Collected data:
↓

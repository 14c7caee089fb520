//! Record compression.
//!
//! Every record the ledger writes passes through the same transform, so a
//! ledger file is either entirely compressed or entirely raw.

use std::fmt;
use std::io::{Read, Write};
use std::path::Path;
use std::str::FromStr;

use flate2::read::{GzDecoder, ZlibDecoder};
use flate2::write::{GzEncoder, ZlibEncoder};
use serde::{Deserialize, Serialize};

use crate::error::{CacheError, Result};

/// Compression applied to each ledger record.
#[derive(Debug, Clone, Copy, PartialEq, Eq, Default, Serialize, Deserialize)]
#[serde(rename_all = "lowercase")]
pub enum Compression {
    /// Records are stored as encoded
    #[default]
    None,
    /// Gzip framing around deflate
    Gzip,
    /// Zlib framing around deflate
    Zlib,
}

impl Compression {
    /// Infers the compression from a data file extension: `.gz` selects
    /// gzip, `.zz` or `.zlib` selects zlib, anything else none.
    pub fn from_path(path: &Path) -> Self {
        match path.extension().and_then(|e| e.to_str()) {
            Some("gz") => Compression::Gzip,
            Some("zz") | Some("zlib") => Compression::Zlib,
            _ => Compression::None,
        }
    }

    pub fn compress(&self, data: &[u8]) -> std::io::Result<Vec<u8>> {
        match self {
            Compression::None => Ok(data.to_vec()),
            Compression::Gzip => {
                let mut encoder = GzEncoder::new(Vec::new(), flate2::Compression::fast());
                encoder.write_all(data)?;
                encoder.finish()
            }
            Compression::Zlib => {
                let mut encoder = ZlibEncoder::new(Vec::new(), flate2::Compression::fast());
                encoder.write_all(data)?;
                encoder.finish()
            }
        }
    }

    pub fn decompress(&self, data: &[u8]) -> std::io::Result<Vec<u8>> {
        let mut out = Vec::new();
        match self {
            Compression::None => out.extend_from_slice(data),
            Compression::Gzip => {
                GzDecoder::new(data).read_to_end(&mut out)?;
            }
            Compression::Zlib => {
                ZlibDecoder::new(data).read_to_end(&mut out)?;
            }
        }
        Ok(out)
    }
}

impl fmt::Display for Compression {
    fn fmt(&self, f: &mut fmt::Formatter<'_>) -> fmt::Result {
        let name = match self {
            Compression::None => "none",
            Compression::Gzip => "gzip",
            Compression::Zlib => "zlib",
        };
        f.write_str(name)
    }
}

impl FromStr for Compression {
    type Err = CacheError;

    fn from_str(s: &str) -> Result<Self> {
        match s.trim().to_ascii_lowercase().as_str() {
            "" | "none" => Ok(Compression::None),
            "gzip" | "gz" => Ok(Compression::Gzip),
            "zlib" => Ok(Compression::Zlib),
            other => Err(CacheError::UnknownCompression(other.to_string())),
        }
    }
}
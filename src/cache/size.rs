//! Byte Size Estimator
//!
//! Estimates the in-memory footprint of cached values for byte-bounded
//! tables. The estimate is the value's inline size plus, recursively, the
//! heap payload it owns:
//!
//! - scalars: `size_of::<T>()` (an `i64` counts 8 bytes)
//! - `String`/`str`: inline size plus `len()` bytes
//! - `Vec<T>`, slices, arrays: inline size plus the estimate of each element
//! - `Option<T>`: `size_of::<Option<T>>()` plus the heap payload of the inner value
//! - `Box<T>`: pointer size plus the estimate of the boxed value
//! - tuples: sum of the element estimates
//!
//! Estimates grow monotonically with content, which is all eviction needs.

use std::mem::size_of;

// == Byte Size ==
/// Estimated memory footprint of a value, in bytes.
pub trait ByteSize {
    fn byte_size(&self) -> usize;
}

macro_rules! scalar_byte_size {
    ($($t:ty),* $(,)?) => {
        $(
            impl ByteSize for $t {
                fn byte_size(&self) -> usize {
                    size_of::<$t>()
                }
            }
        )*
    };
}

scalar_byte_size!(
    (), bool, char, u8, u16, u32, u64, u128, usize, i8, i16, i32, i64, i128, isize, f32, f64,
);

impl ByteSize for str {
    fn byte_size(&self) -> usize {
        self.len()
    }
}

impl ByteSize for String {
    fn byte_size(&self) -> usize {
        size_of::<String>() + self.len()
    }
}

impl<T: ByteSize> ByteSize for [T] {
    fn byte_size(&self) -> usize {
        self.iter().map(ByteSize::byte_size).sum()
    }
}

impl<T: ByteSize, const N: usize> ByteSize for [T; N] {
    fn byte_size(&self) -> usize {
        self.iter().map(ByteSize::byte_size).sum()
    }
}

impl<T: ByteSize> ByteSize for Vec<T> {
    fn byte_size(&self) -> usize {
        size_of::<Vec<T>>() + self.as_slice().byte_size()
    }
}

impl<T: ByteSize> ByteSize for Option<T> {
    fn byte_size(&self) -> usize {
        let inline = size_of::<Option<T>>();
        match self {
            // Inner inline size is already part of the Option's own size.
            Some(inner) => inline + inner.byte_size().saturating_sub(size_of::<T>()),
            None => inline,
        }
    }
}

impl<T: ByteSize + ?Sized> ByteSize for Box<T> {
    fn byte_size(&self) -> usize {
        size_of::<Box<T>>() + (**self).byte_size()
    }
}

macro_rules! tuple_byte_size {
    ($($name:ident),+) => {
        impl<$($name: ByteSize),+> ByteSize for ($($name,)+) {
            #[allow(non_snake_case)]
            fn byte_size(&self) -> usize {
                let ($($name,)+) = self;
                0 $(+ $name.byte_size())+
            }
        }
    };
}

tuple_byte_size!(A);
tuple_byte_size!(A, B);
tuple_byte_size!(A, B, C);
tuple_byte_size!(A, B, C, D);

↑

EXERCISE PROMPT. Give back all the records above exactly. Keep every word.

ANSWER TO THIS EXERCISE.
repository 14c7caee089fb520
//! Record compression.
//!
//! Every record the ledger writes passes through the same transform, so a
//! ledger file is either entirely compressed or entirely raw.

use std::fmt;
use std::io::{Read, Write};
use std::path::Path;
use std::str::FromStr;

use flate2::read::{GzDecoder, ZlibDecoder};
use flate2::write::{GzEncoder, ZlibEncoder};
use serde::{Deserialize, Serialize};

use crate::error::{CacheError, Result};

/// Compression applied to each ledger record.
#[derive(Debug, Clone, Copy, PartialEq, Eq, Default, Serialize, Deserialize)]
#[serde(rename_all = "lowercase")]
pub enum Compression {
    /// Records are stored as encoded
    #[default]
    None,
    /// Gzip framing around deflate
    Gzip,
    /// Zlib framing around deflate
    Zlib,
}

impl Compression {
    /// Infers the compression from a data file extension: `.gz` selects
    /// gzip, `.zz` or `.zlib` selects zlib, anything else none.
    pub fn from_path(path: &Path) -> Self {
        match path.extension().and_then(|e| e.to_str()) {
            Some("gz") => Compression::Gzip,
            Some("zz") | Some("zlib") => Compression::Zlib,
            _ => Compression::None,
        }
    }

    pub fn compress(&self, data: &[u8]) -> std::io::Result<Vec<u8>> {
        match self {
            Compression::None => Ok(data.to_vec()),
            Compression::Gzip => {
                let mut encoder = GzEncoder::new(Vec::new(), flate2::Compression::fast());
                encoder.write_all(data)?;
                encoder.finish()
            }
            Compression::Zlib => {
                let mut encoder = ZlibEncoder::new(Vec::new(), flate2::Compression::fast());
                encoder.write_all(data)?;
                encoder.finish()
            }
        }
    }

    pub fn decompress(&self, data: &[u8]) -> std::io::Result<Vec<u8>> {
        let mut out = Vec::new();
        match self {
            Compression::None => out.extend_from_slice(data),
            Compression::Gzip => {
                GzDecoder::new(data).read_to_end(&mut out)?;
            }
            Compression::Zlib => {
                ZlibDecoder::new(data).read_to_end(&mut out)?;
            }
        }
        Ok(out)
    }
}

impl fmt::Display for Compression {
    fn fmt(&self, f: &mut fmt::Formatter<'_>) -> fmt::Result {
        let name = match self {
            Compression::None => "none",
            Compression::Gzip => "gzip",
            Compression::Zlib => "zlib",
        };
        f.write_str(name)
    }
}

impl FromStr for Compression {
    type Err = CacheError;

    fn from_str(s: &str) -> Result<Self> {
        match s.trim().to_ascii_lowercase().as_str() {
            "" | "none" => Ok(Compression::None),
            "gzip" | "gz" => Ok(Compression::Gzip),
            "zlib" => Ok(Compression::Zlib),
            other => Err(CacheError::UnknownCompression(other.to_string())),
        }
    }
}
filename src/cache/size.rs
//! Byte Size Estimator
//!
//! Estimates the in-memory footprint of cached values for byte-bounded
//! tables. The estimate is the value's inline size plus, recursively, the
//! heap payload it owns:
//!
//! - scalars: `size_of::<T>()` (an `i64` counts 8 bytes)
//! - `String`/`str`: inline size plus `len()` bytes
//! - `Vec<T>`, slices, arrays: inline size plus the estimate of each element
//! - `Option<T>`: `size_of::<Option<T>>()` plus the heap payload of the inner value
//! - `Box<T>`: pointer size plus the estimate of the boxed value
//! - tuples: sum of the element estimates
//!
//! Estimates grow monotonically with content, which is all eviction needs.

use std::mem::size_of;

// == Byte Size ==
/// Estimated memory footprint of a value, in bytes.
pub trait ByteSize {
    fn byte_size(&self) -> usize;
}

macro_rules! scalar_byte_size {
    ($($t:ty),* $(,)?) => {
        $(
            impl ByteSize for $t {
                fn byte_size(&self) -> usize {
                    size_of::<$t>()
                }
            }
        )*
    };
}

scalar_byte_size!(
    (), bool, char, u8, u16, u32, u64, u128, usize, i8, i16, i32, i64, i128, isize, f32, f64,
);

impl ByteSize for str {
    fn byte_size(&self) -> usize {
        self.len()
    }
}

impl ByteSize for String {
    fn byte_size(&self) -> usize {
        size_of::<String>() + self.len()
    }
}

impl<T: ByteSize> ByteSize for [T] {
    fn byte_size(&self) -> usize {
        self.iter().map(ByteSize::byte_size).sum()
    }
}

impl<T: ByteSize, const N: usize> ByteSize for [T; N] {
    fn byte_size(&self) -> usize {
        self.iter().map(ByteSize::byte_size).sum()
    }
}

impl<T: ByteSize> ByteSize for Vec<T> {
    fn byte_size(&self) -> usize {
        size_of::<Vec<T>>() + self.as_slice().byte_size()
    }
}

impl<T: ByteSize> ByteSize for Option<T> {
    fn byte_size(&self) -> usize {
        let inline = size_of::<Option<T>>();
        match self {
            // Inner inline size is already part of the Option's own size.
            Some(inner) => inline + inner.byte_size().saturating_sub(size_of::<T>()),
            None => inline,
        }
    }
}

impl<T: ByteSize + ?Sized> ByteSize for Box<T> {
    fn byte_size(&self) -> usize {
        size_of::<Box<T>>() + (**self).byte_size()
    }
}

macro_rules! tuple_byte_size {
    ($($name:ident),+) => {
        impl<$($name: ByteSize),+> ByteSize for ($($name,)+) {
            #[allow(non_snake_case)]
            fn byte_size(&self) -> usize {
                let ($($name,)+) = self;
                0 $(+ $name.byte_size())+
            }
        }
    };
}

tuple_byte_size!(A);
tuple_byte_size!(A, B);
tuple_byte_size!(A, B, C);
tuple_byte_size!(A, B, C, D);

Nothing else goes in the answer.